Drew Beattie & Daniel Davidson
Gallery Paule Anglim
By collaborating on 100 small drawings over a one-and-a-half year period, Drew Beattie and Daniel Davidson opened up an odd, quasi-memorial space between them. In that space, over the course of their collaborative enterprise, a kind of notational, childhood presence emerged: a lone, male character who represents an eerie amalgamation of both artists’ identities. More a psychic presence or an emotional tone than a drawn figure per se, this character dons various guises. In terms of style, it fluctuates between a Rorschach blot, a kind of adolescent cartoonlike scrawl, and an almost medieval grotesqueness that recalls Pieter Bruegel’s drunk and tormented peasants. As for its figural incarnation, it most often finds expression in the recurring image of a hanged man and in a mirroring of images and words—for example, the word “no,” when folded over, doubles into “noon.”

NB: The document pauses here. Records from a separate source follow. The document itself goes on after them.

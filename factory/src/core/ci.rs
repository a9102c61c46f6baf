//! Pure classification of remote check states.

use std::sync::LazyLock;

use regex::Regex;

use crate::core::types::{CheckState, FailedCheck, RemoteCheck};

static ACTIONS_RUN_RE: LazyLock<Regex> =
    LazyLock::new(|| Regex::new(r"/actions/runs/(\d+)").expect("actions run regex is valid"));

/// Verdict for one snapshot of attached checks.
#[derive(Debug, Clone, PartialEq, Eq)]
pub enum Snapshot {
    Pending,
    Passed,
    Failed(Vec<RemoteCheck>),
}

/// Classify a snapshot of remote checks.
///
/// No attached checks counts as pending: CI may not have registered yet.
/// A snapshot only resolves once nothing is pending; then any failure wins.
pub fn classify(checks: &[RemoteCheck]) -> Snapshot {
    if checks.is_empty() || checks.iter().any(|c| c.state == CheckState::Pending) {
        return Snapshot::Pending;
    }
    let failed: Vec<RemoteCheck> = checks
        .iter()
        .filter(|c| c.state == CheckState::Failure)
        .cloned()
        .collect();
    if failed.is_empty() {
        Snapshot::Passed
    } else {
        Snapshot::Failed(failed)
    }
}

/// Map a check run's `status` and `conclusion` to a check state.
///
/// Cancelled and timed-out runs count as failures; the change did not get a green run.
pub fn state_from_check_run(status: &str, conclusion: &str) -> CheckState {
    if !status.eq_ignore_ascii_case("completed") {
        return CheckState::Pending;
    }
    match conclusion.to_ascii_uppercase().as_str() {
        "SUCCESS" | "NEUTRAL" => CheckState::Success,
        "SKIPPED" => CheckState::Skipped,
        "" => CheckState::Pending,
        _ => CheckState::Failure,
    }
}

/// Map a commit status context `state` to a check state.
pub fn state_from_status_context(state: &str) -> CheckState {
    match state.to_ascii_uppercase().as_str() {
        "SUCCESS" => CheckState::Success,
        "FAILURE" | "ERROR" => CheckState::Failure,
        _ => CheckState::Pending,
    }
}

/// Extract a GitHub Actions run id from a check link.
pub fn run_id_from_link(link: &str) -> Option<u64> {
    ACTIONS_RUN_RE
        .captures(link)
        .and_then(|caps| caps.get(1))
        .and_then(|m| m.as_str().parse().ok())
}

/// Keep the last `max_lines` lines of `text`.
pub fn tail_lines(text: &str, max_lines: usize) -> String {
    let lines: Vec<&str> = text.lines().collect();
    let start = lines.len().saturating_sub(max_lines);
    lines[start..].join("\n")
}

/// Human-readable failure detail handed back to the agent.
pub fn render_failure_detail(failed: &[FailedCheck]) -> String {
    let mut out = String::new();
    for check in failed {
        out.push_str(&format!("CI check '{}' failed", check.name));
        if let Some(link) = &check.link {
            out.push_str(&format!(" ({link})"));
        }
        out.push('\n');
        if let Some(tail) = &check.log_tail
            && !tail.trim().is_empty()
        {
            out.push_str("--- log tail ---\n");
            out.push_str(tail.trim_end());
            out.push('\n');
        }
    }
    out
}

#[cfg(test)]
mod tests {
    use super::*;

    const STATES: [CheckState; 4] = [
        CheckState::Pending,
        CheckState::Success,
        CheckState::Failure,
        CheckState::Skipped,
    ];

    fn check(name: &str, state: CheckState) -> RemoteCheck {
        RemoteCheck {
            name: name.to_string(),
            state,
            link: None,
        }
    }

    fn all_multisets(max_len: usize) -> Vec<Vec<CheckState>> {
        let mut out = vec![Vec::new()];
        let mut frontier = vec![Vec::new()];
        for _ in 0..max_len {
            let mut next = Vec::new();
            for prefix in &frontier {
                for state in STATES {
                    let mut set: Vec<CheckState> = prefix.clone();
                    set.push(state);
                    next.push(set);
                }
            }
            out.extend(next.iter().cloned());
            frontier = next;
        }
        out
    }

    #[test]
    fn classification_holds_for_every_small_multiset() {
        for states in all_multisets(4) {
            let checks: Vec<RemoteCheck> = states
                .iter()
                .enumerate()
                .map(|(i, s)| check(&format!("c{i}"), *s))
                .collect();
            let verdict = classify(&checks);
            let pending = states.iter().any(|s| *s == CheckState::Pending);
            let failures = states.iter().filter(|s| **s == CheckState::Failure).count();
            if states.is_empty() || pending {
                assert_eq!(verdict, Snapshot::Pending, "{states:?}");
            } else if failures > 0 {
                match verdict {
                    Snapshot::Failed(failed) => assert_eq!(failed.len(), failures),
                    other => panic!("expected failed for {states:?}, got {other:?}"),
                }
            } else {
                assert_eq!(verdict, Snapshot::Passed, "{states:?}");
            }
        }
    }

    #[test]
    fn check_runs_map_to_states() {
        assert_eq!(state_from_check_run("COMPLETED", "SUCCESS"), CheckState::Success);
        assert_eq!(state_from_check_run("COMPLETED", "NEUTRAL"), CheckState::Success);
        assert_eq!(state_from_check_run("COMPLETED", "FAILURE"), CheckState::Failure);
        assert_eq!(state_from_check_run("COMPLETED", "CANCELLED"), CheckState::Failure);
        assert_eq!(state_from_check_run("COMPLETED", "TIMED_OUT"), CheckState::Failure);
        assert_eq!(state_from_check_run("COMPLETED", "SKIPPED"), CheckState::Skipped);
        assert_eq!(state_from_check_run("IN_PROGRESS", ""), CheckState::Pending);
        assert_eq!(state_from_check_run("QUEUED", "FAILURE"), CheckState::Pending);
    }

    #[test]
    fn status_contexts_map_to_states() {
        assert_eq!(state_from_status_context("SUCCESS"), CheckState::Success);
        assert_eq!(state_from_status_context("ERROR"), CheckState::Failure);
        assert_eq!(state_from_status_context("failure"), CheckState::Failure);
        assert_eq!(state_from_status_context("PENDING"), CheckState::Pending);
        assert_eq!(state_from_status_context("EXPECTED"), CheckState::Pending);
    }

    #[test]
    fn extracts_actions_run_id() {
        let link = "https://github.com/acme/app/actions/runs/987654/job/123";
        assert_eq!(run_id_from_link(link), Some(987_654));
        assert_eq!(run_id_from_link("https://ci.example.com/build/1"), None);
    }

    #[test]
    fn tail_keeps_last_lines() {
        assert_eq!(tail_lines("a\nb\nc\nd", 2), "c\nd");
        assert_eq!(tail_lines("a", 5), "a");
    }

    #[test]
    fn failure_detail_names_checks_and_includes_tail() {
        let detail = render_failure_detail(&[FailedCheck {
            name: "test".to_string(),
            link: Some("https://example.test/run/1".to_string()),
            log_tail: Some("assertion failed".to_string()),
        }]);
        assert!(detail.contains("CI check 'test' failed (https://example.test/run/1)"));
        assert!(detail.contains("assertion failed"));
    }
}
//! Replay earlier tasks through `factory run` and compare outcomes
//! (`factory-eval regress <runs-dir>`).
//!
//! Each distinct `task.md` under the runs directory is replayed once, starting
//! from its most recent run. The new run is found by diffing the runs directory
//! before and after the replay.

use std::collections::{BTreeMap, BTreeSet};
use std::fmt::Write as _;
use std::path::{Path, PathBuf};
use std::process::Command;
use std::time::Duration;

use anyhow::{Context, Result, bail};
use serde::{Deserialize, Serialize};
use tracing::{info, instrument, warn};

use factory::core::cancel::CancelToken;
use factory::core::types::{RunResult, RunStatus};
use factory::io::process::run_command_with_timeout;
use factory::io::run_dir::{RunDir, read_json};

use crate::report::{file_sha256, load_run_dirs, load_score};

const OUTPUT_LIMIT_BYTES: usize = 64 * 1024;

#[derive(Debug, Clone, PartialEq, Serialize)]
pub struct RunSnapshot {
    pub run_id: String,
    pub status: RunStatus,
    pub iterations: u32,
    pub overall_score: Option<f64>,
}

/// A task to replay, with the latest run that attempted it.
#[derive(Debug, Clone, PartialEq, Serialize)]
pub struct ReplayTask {
    pub task_hash: String,
    pub title: String,
    pub task_path: PathBuf,
    pub workdir: PathBuf,
    /// Directory the replayed run is expected to land in.
    pub runs_root: PathBuf,
    pub previous: RunSnapshot,
}

#[derive(Debug, Clone, Copy, PartialEq, Eq, Serialize)]
#[serde(rename_all = "snake_case")]
pub enum Change {
    Improved,
    Regressed,
    Unchanged,
    Error,
}

impl Change {
    pub fn as_str(self) -> &'static str {
        match self {
            Change::Improved => "improved",
            Change::Regressed => "regressed",
            Change::Unchanged => "unchanged",
            Change::Error => "error",
        }
    }
}

#[derive(Debug, Clone, PartialEq, Serialize)]
pub struct Comparison {
    pub task_hash: String,
    pub title: String,
    pub previous: RunSnapshot,
    pub replay: Option<RunSnapshot>,
    pub error: Option<String>,
    pub change: Change,
}

/// Starts a fresh factory run for a task.
pub trait Replayer {
    fn replay(&self, task: &ReplayTask, branch: &str) -> Result<()>;
}

/// Replays by invoking the `factory` binary.
pub struct FactoryCommand {
    pub program: PathBuf,
    pub timeout: Duration,
}

impl Replayer for FactoryCommand {
    #[instrument(skip_all, fields(task = %task.title, branch))]
    fn replay(&self, task: &ReplayTask, branch: &str) -> Result<()> {
        let task_path = std::path::absolute(&task.task_path)
            .with_context(|| format!("resolve {}", task.task_path.display()))?;
        let mut cmd = Command::new(&self.program);
        cmd.arg("run")
            .arg(&task_path)
            .arg("--workdir")
            .arg(&task.workdir)
            .arg("--branch")
            .arg(branch)
            .current_dir(&task.workdir);
        let output = run_command_with_timeout(
            cmd,
            None,
            self.timeout,
            OUTPUT_LIMIT_BYTES,
            &CancelToken::new(),
        )
        .with_context(|| format!("spawn {}", self.program.display()))?;
        if output.timed_out {
            bail!("factory run timed out after {}s", self.timeout.as_secs());
        }
        if !output.success() {
            // A run that errors out may still have recorded a result.
            warn!(
                status = ?output.status,
                stderr = %output.stderr_lossy().trim_end(),
                "factory run exited unsuccessfully"
            );
        }
        Ok(())
    }
}

/// Fields of `config.json` a replay needs.
#[derive(Debug, Deserialize)]
struct ReplayContext {
    workdir: PathBuf,
}

/// Latest run per distinct task, oldest first, capped at `limit`.
///
/// Runs without a readable result, task or config are skipped with a warning.
pub fn plan(runs_dir: &Path, limit: Option<usize>) -> Result<(Vec<ReplayTask>, Vec<String>)> {
    let mut warnings = Vec::new();
    let mut latest: BTreeMap<String, ReplayTask> = BTreeMap::new();

    for path in load_run_dirs(runs_dir)? {
        let dir = RunDir::open(&path);
        let loaded = dir.load_result().and_then(|result| {
            let hash = file_sha256(&dir.task_path())?;
            let context: ReplayContext = read_json(&dir.config_path())?;
            Ok((result, hash, context))
        });
        let (result, task_hash, context) = match loaded {
            Ok(loaded) => loaded,
            Err(err) => {
                warnings.push(format!("skip {}: {err:#}", path.display()));
                continue;
            }
        };
        let previous = snapshot(&dir, &result, &mut warnings);
        latest.insert(
            task_hash.clone(),
            ReplayTask {
                task_hash,
                title: result.task_title,
                task_path: dir.task_path(),
                workdir: context.workdir,
                runs_root: runs_dir.to_path_buf(),
                previous,
            },
        );
    }

    let mut tasks: Vec<ReplayTask> = latest.into_values().collect();
    tasks.sort_by(|a, b| a.previous.run_id.cmp(&b.previous.run_id));
    if let Some(limit) = limit {
        tasks.truncate(limit);
    }
    Ok((tasks, warnings))
}

/// Replay every task in order and compare each new run with its predecessor.
///
/// A failed replay is recorded on its comparison; the remaining tasks still run.
pub fn regress(tasks: &[ReplayTask], replayer: &dyn Replayer, stamp: &str) -> Vec<Comparison> {
    tasks
        .iter()
        .map(|task| {
            info!(task = %task.title, previous = %task.previous.run_id, "replaying task");
            let replay = replay_one(task, replayer, stamp);
            let (replay, error) = match replay {
                Ok(snapshot) => (Some(snapshot), None),
                Err(err) => {
                    warn!(task = %task.title, err = %format!("{err:#}"), "replay failed");
                    (None, Some(format!("{err:#}")))
                }
            };
            let change = compare(&task.previous, replay.as_ref());
            Comparison {
                task_hash: task.task_hash.clone(),
                title: task.title.clone(),
                previous: task.previous.clone(),
                replay,
                error,
                change,
            }
        })
        .collect()
}

fn replay_one(task: &ReplayTask, replayer: &dyn Replayer, stamp: &str) -> Result<RunSnapshot> {
    let before: BTreeSet<PathBuf> = load_run_dirs(&task.runs_root)?.into_iter().collect();
    let branch = format!(
        "agent/regression-{}-{stamp}",
        &task.task_hash[..8.min(task.task_hash.len())]
    );
    replayer.replay(task, &branch)?;
    let created = load_run_dirs(&task.runs_root)?
        .into_iter()
        .rev()
        .find(|path| !before.contains(path))
        .with_context(|| format!("no new run under {}", task.runs_root.display()))?;
    let dir = RunDir::open(&created);
    let result = dir.load_result()?;
    let mut warnings = Vec::new();
    let replay = snapshot(&dir, &result, &mut warnings);
    for warning in warnings {
        warn!("{warning}");
    }
    Ok(replay)
}

fn snapshot(dir: &RunDir, result: &RunResult, warnings: &mut Vec<String>) -> RunSnapshot {
    RunSnapshot {
        run_id: result.run_id.clone(),
        status: result.status,
        iterations: result.iterations_used,
        overall_score: load_score(dir, result, warnings).map(|score| score.overall_score),
    }
}

/// Success beats any other status; between equal outcomes fewer iterations win.
pub fn compare(previous: &RunSnapshot, replay: Option<&RunSnapshot>) -> Change {
    let Some(replay) = replay else {
        return Change::Error;
    };
    let was_success = previous.status == RunStatus::Success;
    let is_success = replay.status == RunStatus::Success;
    match (was_success, is_success) {
        (false, true) => Change::Improved,
        (true, false) => Change::Regressed,
        (true, true) if replay.iterations < previous.iterations => Change::Improved,
        (true, true) if replay.iterations > previous.iterations => Change::Regressed,
        _ => Change::Unchanged,
    }
}

pub fn any_regressed(comparisons: &[Comparison]) -> bool {
    comparisons
        .iter()
        .any(|c| matches!(c.change, Change::Regressed | Change::Error))
}

pub fn render_plan(tasks: &[ReplayTask]) -> String {
    let mut out = format!("{} task(s) to replay\n", tasks.len());
    for task in tasks {
        let _ = writeln!(
            out,
            "  {} (status={}, iters={}, run={})",
            task.title,
            task.previous.status,
            task.previous.iterations,
            task.previous.run_id
        );
    }
    out
}

pub fn render_text(comparisons: &[Comparison]) -> String {
    let mut out = String::new();
    let mut counts: BTreeMap<&str, usize> = BTreeMap::new();
    for comparison in comparisons {
        *counts.entry(comparison.change.as_str()).or_insert(0) += 1;
        let new = match (&comparison.replay, &comparison.error) {
            (Some(replay), _) => describe(replay),
            (None, Some(error)) => format!("error: {error}"),
            (None, None) => "error".to_string(),
        };
        let _ = writeln!(
            out,
            "{:<10} {}: {} -> {}",
            comparison.change.as_str(),
            comparison.title,
            describe(&comparison.previous),
            new
        );
    }
    let totals: Vec<String> = counts
        .iter()
        .map(|(change, count)| format!("{change}: {count}"))
        .collect();
    let _ = writeln!(out, "replayed {} [{}]", comparisons.len(), totals.join(", "));
    out
}

fn describe(run: &RunSnapshot) -> String {
    let score = run
        .overall_score
        .map_or_else(|| "-".to_string(), |score| format!("{score:.2}"));
    format!("{} in {} iter, score {score}", run.status, run.iterations)
}
//! `factory`: drive a code-generation agent until its change passes local checks and CI.
//!
//! Run artifacts live under `.factory/runs/<run-id>/`. The last stdout line is
//! the terminal status (`success`, `failed`, `ci_timeout` or `cancelled`).

use std::fs;
use std::path::{Path, PathBuf};

use anyhow::{Context, Result, bail};
use chrono::Utc;
use clap::{Args, Parser, Subcommand};
use tracing::{error, info, warn};

use factory::core::cancel::CancelToken;
use factory::core::types::RunStatus;
use factory::exit_codes;
use factory::io::agent::ClaudeAgent;
use factory::io::checks::LocalVerifier;
use factory::io::clock::SystemClock;
use factory::io::config::{
    CONFIG_FILE, RunConfig, RunFlags, STATE_DIR, TaskInput, Verification, env_snapshot,
    load_config, resolve,
};
use factory::io::evaluate::{CommandEvaluator, Evaluator};
use factory::io::git::Git;
use factory::io::hosting::GhHosting;
use factory::io::notify::{CommandNotifier, LogNotifier, Notifier};
use factory::io::run_dir::ensure_state_gitignore;
use factory::logging;
use factory::run::{Collaborators, execute};

#[derive(Parser)]
#[command(
    name = "factory",
    version,
    about = "Autonomous build-fix-verify controller"
)]
struct Cli {
    #[command(subcommand)]
    command: Command,
}

#[derive(Subcommand)]
enum Command {
    /// Iterate on a task until local checks and CI pass, or the budget runs out.
    Run(RunArgs),
}

#[derive(Args, Debug)]
struct RunArgs {
    /// Markdown file describing the task.
    task_file: PathBuf,
    /// Branch to push to (default: agent/<run-id>).
    #[arg(long)]
    branch: Option<String>,
    /// Base branch for the change request.
    #[arg(long = "base")]
    base_branch: Option<String>,
    #[arg(long)]
    max_iterations: Option<u32>,
    /// Spend ceiling per agent invocation, in USD.
    #[arg(long = "max-cost")]
    max_cost_usd: Option<f64>,
    #[arg(long)]
    model: Option<String>,
    /// Comma-separated check names (analyze, unitTest, genericTest, noop).
    #[arg(long, value_delimiter = ',', conflicts_with = "check_script")]
    checks: Option<Vec<String>>,
    /// Shell script that replaces the named checks.
    #[arg(long)]
    check_script: Option<PathBuf>,
    /// Minutes to wait for CI; 0 disables the wait.
    #[arg(long = "ci-timeout", value_name = "MINUTES")]
    ci_timeout_minutes: Option<u64>,
    /// Treat a passing local verification as final.
    #[arg(long)]
    skip_ci: bool,
    /// Shell command that receives the run summary on stdin.
    #[arg(long)]
    notify: Option<String>,
    /// Config file (default: <workdir>/factory.toml).
    #[arg(long)]
    config: Option<PathBuf>,
    /// Repository to work in (default: current directory).
    #[arg(long)]
    workdir: Option<PathBuf>,
}

impl RunArgs {
    fn flags(&self) -> RunFlags {
        RunFlags {
            branch: self.branch.clone(),
            base_branch: self.base_branch.clone(),
            max_iterations: self.max_iterations,
            max_cost_usd: self.max_cost_usd,
            model: self.model.clone(),
            checks: self.checks.clone(),
            check_script: self.check_script.clone(),
            ci_timeout_minutes: self.ci_timeout_minutes,
            skip_ci: self.skip_ci,
            notify: self.notify.clone(),
        }
    }
}

fn main() {
    logging::init();
    let cli = Cli::parse();
    let code = match cli.command {
        Command::Run(args) => match cmd_run(&args) {
            Ok(status) => {
                println!("{status}");
                if status == RunStatus::Cancelled {
                    exit_codes::CANCELLED
                } else {
                    exit_codes::OK
                }
            }
            Err(err) => {
                error!("{err:#}");
                eprintln!("{err:#}");
                exit_codes::INVALID
            }
        },
    };
    std::process::exit(code);
}

fn cmd_run(args: &RunArgs) -> Result<RunStatus> {
    let workdir = match &args.workdir {
        Some(dir) => dir.clone(),
        None => std::env::current_dir().context("resolve current directory")?,
    };
    let workdir = workdir
        .canonicalize()
        .with_context(|| format!("resolve workdir {}", workdir.display()))?;
    let task_text = fs::read_to_string(&args.task_file)
        .with_context(|| format!("read task file {}", args.task_file.display()))?;
    let config_path = args
        .config
        .clone()
        .unwrap_or_else(|| workdir.join(CONFIG_FILE));
    let file = load_config(&config_path)?;
    let config = resolve(
        &file,
        &env_snapshot(),
        &args.flags(),
        TaskInput {
            text: task_text,
            workdir,
            started_at: Utc::now(),
        },
    )?;
    preflight(&config)?;

    let cancel = CancelToken::new();
    spawn_interrupt_listener(cancel.clone())?;

    let host = GhHosting::new(
        Git::new(&config.workdir),
        config.remote.clone(),
        config.base_branch.clone(),
        cancel.clone(),
    );
    let agent = ClaudeAgent::new(config.agent_command.clone(), cancel.clone());
    let verifier = LocalVerifier::new(config.verification.clone(), cancel.clone());
    let evaluator = config
        .evaluator_command
        .clone()
        .map(|command| CommandEvaluator::new(command, config.evaluator_timeout, cancel.clone()));
    // Notification also runs for cancelled runs, so it gets its own token.
    let notifier: Box<dyn Notifier> = match &config.notify {
        Some(target) => Box::new(CommandNotifier::new(target.clone(), CancelToken::new())),
        None => Box::new(LogNotifier),
    };

    let parts = Collaborators {
        agent: &agent,
        verifier: &verifier,
        host: &host,
        clock: &SystemClock,
        evaluator: evaluator.as_ref().map(|e| e as &dyn Evaluator),
        notifier: notifier.as_ref(),
    };
    let result = execute(&config, &parts, &cancel)?;
    info!(
        status = %result.status,
        iterations = result.iterations_used,
        result = %config.run_dir.join("result.json").display(),
        "run recorded"
    );
    Ok(result.status)
}

/// Refuse to start unless the workdir is a git checkout with no foreign changes.
fn preflight(config: &RunConfig) -> Result<()> {
    let git = Git::new(&config.workdir);
    git.current_branch()
        .with_context(|| format!("{} is not a usable git checkout", config.workdir.display()))?;
    ensure_state_gitignore(&config.workdir)?;
    let state_prefix = format!("{STATE_DIR}/");
    git.ensure_clean_except_prefixes(&[state_prefix.as_str()])?;
    if let Verification::Script(script) = &config.verification {
        check_script_exists(&config.workdir, script)?;
    }
    Ok(())
}

fn check_script_exists(workdir: &Path, script: &Path) -> Result<()> {
    let path = workdir.join(script);
    if !path.is_file() {
        bail!("check script {} does not exist", path.display());
    }
    Ok(())
}

/// First Ctrl-C cancels the run cooperatively; a second one exits at once.
fn spawn_interrupt_listener(cancel: CancelToken) -> Result<()> {
    let runtime = tokio::runtime::Builder::new_current_thread()
        .enable_all()
        .build()
        .context("build signal runtime")?;
    std::thread::Builder::new()
        .name("interrupt".to_string())
        .spawn(move || {
            runtime.block_on(async {
                if let Err(err) = tokio::signal::ctrl_c().await {
                    warn!(err = %err, "cannot listen for Ctrl-C");
                    return;
                }
                warn!("interrupt received; cancelling run (Ctrl-C again to exit immediately)");
                cancel.cancel();
                if tokio::signal::ctrl_c().await.is_ok() {
                    std::process::exit(exit_codes::CANCELLED);
                }
            });
        })
        .context("spawn interrupt listener")?;
    Ok(())
}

As an image, the hanged man is a metaphor for the suspension of ego identity necessary to collaboration. As an image-making procedure, the doubling of words and images is a metaphor for the way we see ourselves reflected in another’s eyes, thereby achieving greater degrees of self-awareness. Together, these metaphors drive and stand for the collaborative process. They also suggest a psychoanalytic undercurrent in which monsters unfold out of Rorschach symmetry, and this is how the drawings—as a kind of psychic body—become memorial. They represent intuitive patterns of remembering: of the emergence and submergence, the appearance and disappearance, of the figures of memory—be they big black bugs’ hanged men, grotesque faces, or butterflies drowned in expanding blots of ink.
Such remembering can only happen when one steps out of oneself and into the tenuous space of ego suspension. It’s like walking a plank. For some, these drawings may seem evasive, as though the artists are hiding behind an adolescent smoke screen of games (such as Hangman) or doodles. They are, in fact, revealing, especially to the artists themselves. During the collaborative process they learned they had both been overweight as children, which, perhaps, accounts for all the references to dead weight and weight scales that tug at these drawings. This is not to suggest that Beattie and Davidson are doing therapy, but, rather, that childhood is the memorial source, like an inkwell, from which they draw meaning as artists, and that the process of collaboration may have enhanced the sense of mutual vulnerability necessary for each to take their respective leaps into the space between them, knowing that there may be a noose at plank’s end.